SORONG-Puluhan warga yang didominasi ibu-ibu, menggereduk Mapolres Sorong Kota, Kamis (8/2) malam. Mereka ini merupakan korban penipuan investasi online dengan iming-iming keuntungan berlipat. Warga beramai-ramai datang ke Mapolres Sorong Kota melaporkan kejadian yang mereka alami lantaran merasa ditipu oleh AA yang tak lain istri anggota Polres Sorong Kota, karena uang investasi tak juga dikembalikan, apalagi keuntungannya.

Investasi berkedok penggandaan uang. Korban yang menyetor uang kepada pelaku, akan mendapatkan keuntungan yang menggiurkan. Contohnya, korban menyetor uang kepada pelaku sebesar Rp 500.000, akan menjadi Rp 600.000 bila korbannya hanya mengikuti investasi tersebut selama satu hari. Jika mengikuti selama 2 hari, akan digandakan menjadi Rp 650.000. Namun setiap transaksi akan dikenakan biaya potongan admin sebesar Rp 40 ribu.

Seperti yang dialami salah seorang korban berinisial MV. Dia menceritakan, awalnya pada Januari 2018, pelaku menghubunginya dan menawarkan kerja sama untuk menginvestasikan uangnya untuk digandakan seperti investor-investor lainnya yang telah mendapat keuntungan terlebih dahulu dari hasil investasi online tersebut.

“Saya awalnya tidak percaya setelah dia (pelaku) menawarkan saya, tapi saya tanya korban-korban lainnya katanya pelaku ini memang betul bisa menggandakan uang. Disamping itu, pelaku juga punya profil yang bisa dipercaya, apalagi dia seorang istri polisi, sehingga beberapa saat kemudian saya menyetor uang Rp 40 juta,” kata MV kepada wartawan.

Setelah menyetorkan uang Rp 40 juta, pelaku menjanjikan keuntungan seperti yang telah disepakati bersama. Namun, hari dimana janji yang telah disepakati tiba, dirinya yang menagih malah diputar-putar oleh pelaku.

Menurut MV, saat menanyakan kepada AA, dia malah berbelit-belit dengan banyak alasan dan juga mengaku kolaps (bangkrut). “Nah, terus uang semua nasabah lari kemana. Saat dia mengaku kolaps, besoknya dia masih mengambil salah satu nasabah punya uang lagi. Baru, uang semua lari kemana. Kami datang disini cuma meminta modal kami kembali kalau memang tidak ada keuntungan,” ketusnya.

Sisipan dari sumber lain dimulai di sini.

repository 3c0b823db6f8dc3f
pub mod colour_map;
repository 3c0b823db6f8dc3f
pub mod actions;
pub mod data;
pub mod fractals;
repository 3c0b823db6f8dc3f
use crate::core::actions::iter_raster::iter_raster;
use crate::core::data::area::Area;
use crate::core::data::errors::DataError;
use crate::core::data::grid::Grid;
use crate::core::data::point2d::Point2D;
use crate::core::data::steps::Steps;
use crate::core::fractals::mandelbrot::algorithm::{DEFAULT_MAX_ITERATIONS, MandelbrotAlgorithm};
use crate::core::fractals::mandelbrot::escape_time::EscapeTime;
use crate::core::fractals::mandelbrot::iter_mandelbrot::iter_mandelbrot_with_max;
use num_complex::Complex64;

pub const DEFAULT_TEXT_STEPS: u32 = 40;
pub const DEFAULT_PIXEL_STEPS: u32 = 400;

pub const FULL_VIEW_CENTER: Point2D = Point2D::new(0.0, 0.0);
pub const FULL_VIEW_RADIUS: f64 = 2.1;

/// Everything one render needs. Rebuilt for every re-render.
#[derive(Debug, Clone, Copy, PartialEq)]
pub struct MandelbrotConfig {
    pub area: Area,
    pub grid: Grid,
    pub max_iterations: u32,
}

impl Default for MandelbrotConfig {
    fn default() -> Self {
        Self {
            area: Area::default(),
            grid: Grid::square(Steps::new(DEFAULT_TEXT_STEPS)),
            max_iterations: DEFAULT_MAX_ITERATIONS,
        }
    }
}

impl MandelbrotConfig {
    pub fn new(
        center: Point2D,
        radius: f64,
        steps: Steps,
        max_iterations: u32,
    ) -> Result<Self, DataError> {
        Ok(Self {
            area: Area::from_radius(radius, center)?,
            grid: Grid::square(steps),
            max_iterations,
        })
    }

    /// The whole set, centered on the origin.
    pub fn full_view(steps: Steps, max_iterations: u32) -> Result<Self, DataError> {
        Self::new(FULL_VIEW_CENTER, FULL_VIEW_RADIUS, steps, max_iterations)
    }

    #[must_use]
    pub fn algorithm(&self) -> MandelbrotAlgorithm {
        MandelbrotAlgorithm::with_max_iterations(self.max_iterations)
    }

    pub fn candidates(&self) -> impl ExactSizeIterator<Item = Complex64> + use<> {
        iter_raster(&self.area, &self.grid)
    }

    pub fn escape_times(&self) -> impl ExactSizeIterator<Item = (Complex64, EscapeTime)> + use<> {
        iter_mandelbrot_with_max(self.candidates(), self.max_iterations)
    }

    /// Same grid and bound over a zoomed area.
    pub fn zoomed(&self, factor: f64) -> Result<Self, DataError> {
        Ok(Self {
            area: self.area.zoom(factor)?,
            ..*self
        })
    }
}
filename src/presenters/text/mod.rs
pub mod glyph_table;
pub mod text_presenter;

Informasi yang dihimpun Koran ini, awalnya pelaku membuat status di akun facebook Afikashop dan menawarkan korban-korbannya investasi "AMANAH". Korban menyetor uang yang telah ditentukan oleh pelaku dan akan digandakan sesuai jangka hari yang telah ditentukan, dan paling lambat 3 hari akan dicairkan  modal serta keuntungannya.

Setelah menawarkan di medsos, para korban tergiur dan menginvestasikan dana mereka kepada pelaku. Investasi tersebut awalnya berjalan lancar sehingga korban-korban yang merasa percaya dengan pelaku, menginvestasikan uang yang lebih besar lagi dengan harapan mendapatkan keuntungan yang lebih besar pula.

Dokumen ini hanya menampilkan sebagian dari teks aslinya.